Part-Time Dads Make the Most of Summer

Share
TIMES STAFF WRITER

Ever since the divorce revolution, many children have been shipped off in the summer to spend considerable chunks of time with a relative they don’t know all that well: Dad.

For most of the nation’s 15 million single mothers, this offers a much-needed break. But for long-distance fathers, it’s a matter of switching into high gear through unfamiliar emotional terrain.

Patrick Batchelder, creator of a Boulder, Colo.-based newsletter for single dads, contends that most men usually figure out how to handle the extra meals, carpet spills and dirty beach towels. The more serious and responsible fathers also learn to plan ahead to schedule activities with friends, camp, or find quality child care if needed.

Advertisement

The real challenges arise when they try to cram all the love and values and fly-fishing lessons they ever hoped to give their children into a few precious weeks, attempting to compensate for the guilt, conscious or not, they feel for not being there the rest of the year.

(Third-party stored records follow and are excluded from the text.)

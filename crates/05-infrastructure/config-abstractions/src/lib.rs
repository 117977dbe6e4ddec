//! # Configuration Abstractions
//!
//! 配置管理抽象层，定义配置来源与分层管理的接口。
//!
//! ## 核心接口
//!
//! - [`ConfigProvider`] - 配置提供者接口
//! - [`ConfigManager`] - 配置管理器接口

pub mod manager;
pub mod provider;

pub use manager::*;
pub use provider::*;
//! 配置相关的基础类型定义

use crate::errors::ConfigError;
use serde::{Deserialize, Serialize};
use std::collections::HashMap;
use std::path::PathBuf;

/// 配置节
#[derive(Debug, Clone, Default, Serialize, Deserialize)]
pub struct ConfigSection {
    /// 配置数据
    pub data: HashMap<String, serde_json::Value>,
}

impl ConfigSection {
    /// 创建新的配置节
    pub fn new() -> Self {
        Self::default()
    }

    /// 插入配置项
    pub fn insert(&mut self, key: impl Into<String>, value: serde_json::Value) {
        self.data.insert(key.into(), value);
    }

    /// 获取配置项
    pub fn get(&self, key: &str) -> Option<&serde_json::Value> {
        self.data.get(key)
    }

    /// 合并另一个配置节，同名对象递归合并，其余以 `other` 为准
    pub fn merge(&mut self, other: &ConfigSection) {
        for (key, value) in &other.data {
            match self.data.get_mut(key) {
                Some(existing) => merge_value(existing, value),
                None => {
                    self.data.insert(key.clone(), value.clone());
                }
            }
        }
    }

    /// 绑定到具体类型
    pub fn bind<T>(&self) -> Result<T, ConfigError>
    where
        T: for<'de> Deserialize<'de>,
    {
        let value = serde_json::Value::Object(
            self.data
                .iter()
                .map(|(k, v)| (k.clone(), v.clone()))
                .collect(),
        );

        serde_json::from_value(value).map_err(|e| ConfigError::SerializationError { source: e })
    }
}

fn merge_value(target: &mut serde_json::Value, source: &serde_json::Value) {
    match (target, source) {
        (serde_json::Value::Object(target), serde_json::Value::Object(source)) => {
            for (key, value) in source {
                match target.get_mut(key) {
                    Some(existing) => merge_value(existing, value),
                    None => {
                        target.insert(key.clone(), value.clone());
                    }
                }
            }
        }
        (target, source) => *target = source.clone(),
    }
}

/// 切面织入失败时的处理策略
#[derive(Debug, Clone, Copy, Default, PartialEq, Eq, Serialize, Deserialize)]
#[serde(rename_all = "lowercase")]
pub enum WeavingPolicy {
    /// 记录错误，跳过所有代理安装，继续启动
    #[default]
    Lenient,
    /// 织入失败即启动失败
    Strict,
}

/// 路由重复时的处理策略
#[derive(Debug, Clone, Copy, Default, PartialEq, Eq, Serialize, Deserialize)]
#[serde(rename_all = "lowercase")]
pub enum DuplicateRoutePolicy {
    /// 启动失败
    #[default]
    Reject,
    /// 后声明的覆盖先声明的
    Overwrite,
}

/// 类路径条目类型
#[derive(Debug, Clone, Copy, PartialEq, Eq, Serialize, Deserialize)]
#[serde(rename_all = "lowercase")]
pub enum ClassPathKind {
    Directory,
    Archive,
}

/// 类路径条目
#[derive(Debug, Clone, PartialEq, Eq, Serialize, Deserialize)]
pub struct ClassPathEntry {
    pub kind: ClassPathKind,
    pub path: PathBuf,
}

/// 框架配置，对应配置中的 `framework` 节
#[derive(Debug, Clone, PartialEq, Eq, Serialize, Deserialize)]
#[serde(default)]
pub struct FrameworkSettings {
    /// 扫描的基础命名空间
    pub base_package: String,
    /// 织入失败策略
    pub weaving: WeavingPolicy,
    /// 路由重复策略
    pub duplicate_routes: DuplicateRoutePolicy,
    /// 应用上下文路径，分发前从请求路径中去掉
    pub context_path: Option<String>,
    /// 视图模板路径前缀
    pub view_path: String,
    /// 静态资源路径前缀，该前缀下的请求不经过路由，交给传输层处理
    pub asset_path: String,
    /// 类路径目录中类单元文件的扩展名
    pub unit_extension: String,
    /// 额外的类路径条目
    pub class_path: Vec<ClassPathEntry>,
}

impl FrameworkSettings {
    /// 配置节名称
    pub const SECTION: &'static str = "framework";

    /// 指定基础命名空间
    pub fn with_base_package(mut self, base_package: impl Into<String>) -> Self {
        self.base_package = base_package.into();
        self
    }

    /// 去掉上下文路径后的请求路径
    pub fn strip_context_path<'a>(&self, path: &'a str) -> &'a str {
        match self.context_path.as_deref().map(|p| p.trim_end_matches('/')) {
            Some(context) if !context.is_empty() => match path.strip_prefix(context) {
                Some("") => "/",
                Some(rest) if rest.starts_with('/') => rest,
                _ => path,
            },
            _ => path,
        }
    }

    /// 是否为静态资源路径（已去掉上下文路径）
    pub fn is_asset_path(&self, path: &str) -> bool {
        let prefix = self.asset_path.trim_end_matches('/');
        if prefix.is_empty() {
            return false;
        }
        match path.strip_prefix(prefix) {
            Some(rest) => rest.is_empty() || rest.starts_with('/'),
            None => false,
        }
    }

    /// 校验配置
    pub fn validate(&self) -> Result<(), ConfigError> {
        if self.unit_extension.is_empty() || self.unit_extension.contains('.') {
            return Err(ConfigError::ValidationError {
                message: format!("无效的类单元扩展名: {:?}", self.unit_extension),
            });
        }
        if let Some(context) = &self.context_path {
            if !context.is_empty() && !context.starts_with('/') {
                return Err(ConfigError::ValidationError {
                    message: format!("上下文路径必须以 / 开头: {context}"),
                });
            }
        }
        Ok(())
    }
}

impl Default for FrameworkSettings {
    fn default() -> Self {
        Self {
            base_package: String::new(),
            weaving: WeavingPolicy::default(),
            duplicate_routes: DuplicateRoutePolicy::default(),
            context_path: None,
            view_path: "/WEB-INF/view/".to_string(),
            asset_path: "/asset/".to_string(),
            unit_extension: "unit".to_string(),
            class_path: Vec::new(),
        }
    }
}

Problems can start on Day One. Said Batchelder: “Say he’s having high expectations, or some fantasy that the kids will fly down the gangplank into his arms and he’s going to be the dad he wanted to be, the dad he never had. And the kids are excited about it too, even if they’re acting a little bit standoffish. Then they try to push the buttons they push on Mom and before the day’s over, there are a lot of tears. . . .

“All a dad needs to hear is, ‘I miss Mom.’ You automatically think, ‘Apparently I’m not making up for it. They’d rather be with her.’ ”

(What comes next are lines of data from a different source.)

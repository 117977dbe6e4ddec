//! 事务切面
//!
//! 服务类上带事务标记的方法：调用前开启事务，正常返回提交，出错回滚。

use crate::aspect::{Aspect, JoinPoint};
use async_trait::async_trait;
use infrastructure_common::{InvocationError, ReturnValue};
use std::fmt::Debug;
use std::sync::atomic::{AtomicU64, Ordering};
use std::sync::Arc;
use tracing::{debug, error};

/// 事务管理器 trait
///
/// 持久化边界的协作者，具体的连接管理由实现方负责。
#[async_trait]
pub trait TransactionManager: Send + Sync + Debug {
    async fn begin(&self, join_point: &JoinPoint) -> Result<(), InvocationError>;

    async fn commit(&self, join_point: &JoinPoint) -> Result<(), InvocationError>;

    async fn rollback(&self, join_point: &JoinPoint) -> Result<(), InvocationError>;
}

/// 事务统计
#[derive(Debug, Clone, Copy, Default, PartialEq, Eq)]
pub struct TransactionStats {
    pub begun: u64,
    pub committed: u64,
    pub rolled_back: u64,
}

/// 只记录日志和计数的事务管理器
#[derive(Debug, Default)]
pub struct LoggingTransactionManager {
    begun: AtomicU64,
    committed: AtomicU64,
    rolled_back: AtomicU64,
}

impl LoggingTransactionManager {
    pub fn new() -> Self {
        Self::default()
    }

    pub fn stats(&self) -> TransactionStats {
        TransactionStats {
            begun: self.begun.load(Ordering::SeqCst),
            committed: self.committed.load(Ordering::SeqCst),
            rolled_back: self.rolled_back.load(Ordering::SeqCst),
        }
    }
}

#[async_trait]
impl TransactionManager for LoggingTransactionManager {
    async fn begin(&self, join_point: &JoinPoint) -> Result<(), InvocationError> {
        self.begun.fetch_add(1, Ordering::SeqCst);
        debug!("开启事务: {}.{}", join_point.class_id, join_point.method_name());
        Ok(())
    }

    async fn commit(&self, join_point: &JoinPoint) -> Result<(), InvocationError> {
        self.committed.fetch_add(1, Ordering::SeqCst);
        debug!("提交事务: {}.{}", join_point.class_id, join_point.method_name());
        Ok(())
    }

    async fn rollback(&self, join_point: &JoinPoint) -> Result<(), InvocationError> {
        self.rolled_back.fetch_add(1, Ordering::SeqCst);
        debug!("回滚事务: {}.{}", join_point.class_id, join_point.method_name());
        Ok(())
    }
}

/// 事务切面
#[derive(Debug)]
pub struct TransactionAspect {
    manager: Arc<dyn TransactionManager>,
}

impl TransactionAspect {
    /// 切面名称
    pub const NAME: &'static str = "transaction";

    pub fn new(manager: Arc<dyn TransactionManager>) -> Self {
        Self { manager }
    }
}

#[async_trait]
impl Aspect for TransactionAspect {
    fn name(&self) -> &str {
        Self::NAME
    }

    fn intercept(&self, join_point: &JoinPoint) -> bool {
        join_point.method.transactional
    }

    async fn before(&self, join_point: &JoinPoint) -> Result<(), InvocationError> {
        self.manager.begin(join_point).await
    }

    async fn after(
        &self,
        join_point: &JoinPoint,
        _result: &ReturnValue,
    ) -> Result<(), InvocationError> {
        self.manager.commit(join_point).await
    }

    async fn error(&self, join_point: &JoinPoint, cause: &InvocationError) {
        debug!(
            "事务方法出错: {}.{}: {}",
            join_point.class_id,
            join_point.method_name(),
            cause
        );
        if let Err(e) = self.manager.rollback(join_point).await {
            error!(
                "事务回滚失败: {}.{}: {}",
                join_point.class_id,
                join_point.method_name(),
                e
            );
        }
    }
}
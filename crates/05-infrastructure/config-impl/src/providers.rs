//! 配置提供者实现
//!
//! 三种来源加载后都转换为 JSON 树，按 `.` 分隔的路径查找。

use async_trait::async_trait;
use config_abstractions::{ConfigProvider, FileConfigProvider};
use infrastructure_common::{ConfigError, ConfigSection};
use serde_json::{Map, Value};
use std::path::{Path, PathBuf};
use tracing::debug;

/// TOML 文件默认优先级
pub const TOML_PRIORITY: i32 = 100;
/// JSON 文件默认优先级
pub const JSON_PRIORITY: i32 = 90;
/// 环境变量默认优先级
pub const ENVIRONMENT_PRIORITY: i32 = 200;

/// 将 TOML 值转换为 JSON 值
fn toml_to_json(value: &toml::Value) -> Value {
    match value {
        toml::Value::String(s) => Value::String(s.clone()),
        toml::Value::Integer(i) => Value::Number((*i).into()),
        toml::Value::Float(f) => serde_json::Number::from_f64(*f).map_or(Value::Null, Value::Number),
        toml::Value::Boolean(b) => Value::Bool(*b),
        toml::Value::Array(arr) => Value::Array(arr.iter().map(toml_to_json).collect()),
        toml::Value::Table(table) => Value::Object(
            table
                .iter()
                .map(|(k, v)| (k.clone(), toml_to_json(v)))
                .collect(),
        ),
        toml::Value::Datetime(dt) => Value::String(dt.to_string()),
    }
}

/// 从嵌套路径获取值
fn lookup<'a>(root: &'a Value, path: &str) -> Option<&'a Value> {
    path.split('.')
        .try_fold(root, |current, part| current.as_object()?.get(part))
}

fn section_of(root: &Value, section_name: &str) -> Result<ConfigSection, ConfigError> {
    match lookup(root, section_name) {
        Some(Value::Object(table)) => {
            let mut section = ConfigSection::new();
            for (key, value) in table {
                section.insert(key.clone(), value.clone());
            }
            Ok(section)
        }
        Some(_) => Err(ConfigError::TypeConversionError {
            message: format!("配置节 {} 不是表类型", section_name),
        }),
        None => Err(ConfigError::KeyNotFound {
            key: section_name.to_string(),
        }),
    }
}

/// 递归收集所有键
fn collect_keys(table: &Map<String, Value>, prefix: &str, keys: &mut Vec<String>) {
    for (key, value) in table {
        let full_key = if prefix.is_empty() {
            key.clone()
        } else {
            format!("{}.{}", prefix, key)
        };

        if let Value::Object(nested) = value {
            collect_keys(nested, &full_key, keys);
        }
        keys.push(full_key);
    }
}

fn all_keys(root: &Value) -> Vec<String> {
    let mut keys = Vec::new();
    if let Value::Object(table) = root {
        collect_keys(table, "", &mut keys);
    }
    keys.sort();
    keys
}

/// 已加载的配置文件
#[derive(Debug)]
struct FileDocument {
    path: PathBuf,
    root: Value,
}

impl FileDocument {
    fn load(
        path: PathBuf,
        parse: fn(&str) -> Result<Value, ConfigError>,
    ) -> Result<Self, ConfigError> {
        debug!("加载配置文件: {}", path.display());

        if !path.exists() {
            return Err(ConfigError::FileNotFound {
                path: path.display().to_string(),
            });
        }
        let content = std::fs::read_to_string(&path)?;
        let root = parse(&content)?;

        Ok(Self { path, root })
    }

    fn reload(&mut self, parse: fn(&str) -> Result<Value, ConfigError>) -> Result<(), ConfigError> {
        *self = Self::load(self.path.clone(), parse)?;
        Ok(())
    }
}

fn parse_toml(content: &str) -> Result<Value, ConfigError> {
    let value: toml::Value = toml::from_str(content).map_err(|e| ConfigError::ParseError {
        source: Box::new(e),
    })?;
    Ok(toml_to_json(&value))
}

fn parse_json(content: &str) -> Result<Value, ConfigError> {
    let value: Value = serde_json::from_str(content).map_err(|e| ConfigError::ParseError {
        source: Box::new(e),
    })?;
    if value.is_object() {
        Ok(value)
    } else {
        Err(ConfigError::TypeConversionError {
            message: "JSON 配置文件的根节点必须是对象".to_string(),
        })
    }
}

/// TOML 配置提供者
#[derive(Debug)]
pub struct TomlConfigProvider {
    document: FileDocument,
    priority: i32,
}

impl TomlConfigProvider {
    /// 创建新的 TOML 配置提供者，文件立即加载
    pub fn new<P: AsRef<Path>>(path: P) -> Result<Self, ConfigError> {
        Ok(Self {
            document: FileDocument::load(path.as_ref().to_path_buf(), parse_toml)?,
            priority: TOML_PRIORITY,
        })
    }

    /// 设置优先级
    pub fn with_priority(mut self, priority: i32) -> Self {
        self.priority = priority;
        self
    }
}

#[async_trait]
impl ConfigProvider for TomlConfigProvider {
    async fn get_configuration(&self, key: &str) -> Result<Value, ConfigError> {
        lookup(&self.document.root, key)
            .cloned()
            .ok_or_else(|| ConfigError::KeyNotFound { key: key.to_string() })
    }

    async fn get_section(&self, section_name: &str) -> Result<ConfigSection, ConfigError> {
        section_of(&self.document.root, section_name)
    }

    async fn reload(&mut self) -> Result<(), ConfigError> {
        self.document.reload(parse_toml)
    }

    async fn contains_key(&self, key: &str) -> Result<bool, ConfigError> {
        Ok(lookup(&self.document.root, key).is_some())
    }

    async fn get_all_keys(&self) -> Result<Vec<String>, ConfigError> {
        Ok(all_keys(&self.document.root))
    }

    fn name(&self) -> &str {
        "TomlConfigProvider"
    }

    fn priority(&self) -> i32 {
        self.priority
    }
}

impl FileConfigProvider for TomlConfigProvider {
    fn file_path(&self) -> &Path {
        &self.document.path
    }
}

/// JSON 配置提供者
#[derive(Debug)]
pub struct JsonConfigProvider {
    document: FileDocument,
    priority: i32,
}

impl JsonConfigProvider {
    /// 创建新的 JSON 配置提供者，文件立即加载
    pub fn new<P: AsRef<Path>>(path: P) -> Result<Self, ConfigError> {
        Ok(Self {
            document: FileDocument::load(path.as_ref().to_path_buf(), parse_json)?,
            priority: JSON_PRIORITY,
        })
    }

    pub fn with_priority(mut self, priority: i32) -> Self {
        self.priority = priority;
        self
    }
}

#[async_trait]
impl ConfigProvider for JsonConfigProvider {
    async fn get_configuration(&self, key: &str) -> Result<Value, ConfigError> {
        lookup(&self.document.root, key)
            .cloned()
            .ok_or_else(|| ConfigError::KeyNotFound { key: key.to_string() })
    }

    async fn get_section(&self, section_name: &str) -> Result<ConfigSection, ConfigError> {
        section_of(&self.document.root, section_name)
    }

    async fn reload(&mut self) -> Result<(), ConfigError> {
        self.document.reload(parse_json)
    }

    async fn contains_key(&self, key: &str) -> Result<bool, ConfigError> {
        Ok(lookup(&self.document.root, key).is_some())
    }

    async fn get_all_keys(&self) -> Result<Vec<String>, ConfigError> {
        Ok(all_keys(&self.document.root))
    }

    fn name(&self) -> &str {
        "JsonConfigProvider"
    }

    fn priority(&self) -> i32 {
        self.priority
    }
}

impl FileConfigProvider for JsonConfigProvider {
    fn file_path(&self) -> &Path {
        &self.document.path
    }
}

/// 环境变量配置提供者
///
/// `LORN__FRAMEWORK__BASE_PACKAGE=demo` 在前缀为 `LORN` 时对应
/// `framework.base_package`。布尔值和数字按类型解析，其余保持字符串。
#[derive(Debug)]
pub struct EnvironmentConfigProvider {
    prefix: String,
    separator: String,
    priority: i32,
    /// 固定的变量集合，为 `None` 时从进程环境读取
    fixed: Option<Vec<(String, String)>>,
    root: Value,
}

impl EnvironmentConfigProvider {
    /// 默认的层级分隔符
    pub const DEFAULT_SEPARATOR: &'static str = "__";

    /// 从进程环境变量创建
    pub fn new(prefix: impl Into<String>) -> Self {
        Self::build(prefix.into(), None)
    }

    /// 从给定的变量集合创建
    pub fn from_vars<I, K, V>(prefix: impl Into<String>, vars: I) -> Self
    where
        I: IntoIterator<Item = (K, V)>,
        K: Into<String>,
        V: Into<String>,
    {
        let vars = vars.into_iter().map(|(k, v)| (k.into(), v.into())).collect();
        Self::build(prefix.into(), Some(vars))
    }

    fn build(prefix: String, fixed: Option<Vec<(String, String)>>) -> Self {
        let mut provider = Self {
            prefix,
            separator: Self::DEFAULT_SEPARATOR.to_string(),
            priority: ENVIRONMENT_PRIORITY,
            fixed,
            root: Value::Object(Map::new()),
        };
        provider.load_env_vars();
        provider
    }

    /// 设置分隔符
    pub fn with_separator(mut self, separator: impl Into<String>) -> Self {
        self.separator = separator.into();
        self.load_env_vars();
        self
    }

    pub fn with_priority(mut self, priority: i32) -> Self {
        self.priority = priority;
        self
    }

    pub fn prefix(&self) -> &str {
        &self.prefix
    }

    pub fn separator(&self) -> &str {
        &self.separator
    }

    fn load_env_vars(&mut self) {
        debug!("加载环境变量，前缀: {}", self.prefix);

        let mut vars: Vec<(String, String)> = match &self.fixed {
            Some(vars) => vars.clone(),
            None => std::env::vars().collect(),
        };
        vars.sort();

        let mut root = Map::new();
        let mut count = 0;
        for (key, raw) in vars {
            let Some(path) = self.config_path(&key) else {
                continue;
            };
            insert_path(&mut root, &path, parse_env_value(&raw));
            count += 1;
        }

        debug!("加载了 {} 个环境变量", count);
        self.root = Value::Object(root);
    }

    /// 将环境变量名转换为配置路径，不匹配前缀时返回 `None`
    fn config_path(&self, env_key: &str) -> Option<Vec<String>> {
        let rest = env_key
            .strip_prefix(self.prefix.as_str())?
            .strip_prefix(self.separator.as_str())?;
        let path: Vec<String> = rest
            .split(self.separator.as_str())
            .map(str::to_lowercase)
            .collect();
        if path.iter().any(String::is_empty) {
            return None;
        }
        Some(path)
    }
}
//! # Infrastructure Common
//!
//! 这个 crate 提供了 Lorn MVC 运行时各层共享的组件模型、调用值和错误类型。
//!
//! ## 核心概念
//!
//! - [`ClassId`] - 类的稳定标识（全限定名），注册表和容器唯一的键类型
//! - [`ClassMetadata`] - 类上声明的标记：构造型、注入字段、路由方法、事务方法、切面
//! - [`ClassDefinition`] - 元数据 + 无参构造 + 静态初始化，相当于一个“已编译的类”
//! - [`Component`] - 容器托管实例（Bean）的调用接口，代理与原始实例实现同一接口
//! - [`Autowired`] - 字段注入槽位，启动阶段写入一次
//!
//! ## 设计原则
//!
//! - 类的发现基于显式注册的定义，而不是运行时反射
//! - 调用参数与返回值使用 `serde_json::Value` 作为统一的数据表示
//! - 错误类型按启动阶段划分，启动期错误全部为致命错误

pub mod class;
pub mod component;
pub mod configuration;
pub mod errors;
pub mod invocation;
pub mod metadata;

pub use class::*;
pub use component::*;
pub use configuration::*;
pub use errors::*;
pub use invocation::*;
pub use metadata::*;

Batchelder advises dads to let the kids call Mom every night if necessary. “I say, do whatever it takes to make things work for them.” Remember, too, he says, that it takes effort to reconnect with children who are growing and changing, and that “you’re just a dad; they’re just kids. That’s all you need to be to each other.”

Harry Goldman, a Massachusetts neurologist, said his sons, now 8 and 13, have returned from Minnesota the past five summers to live with him, his new wife and stepdaughter. “In the early times, it was very frightening to think maybe this won’t work. Maybe they’ll forget about me,” he said. Even though he stayed in touch most every day by phone, he said the boys were angry. The first summer the youngest boy had temper tantrums, screaming and crying for his mother.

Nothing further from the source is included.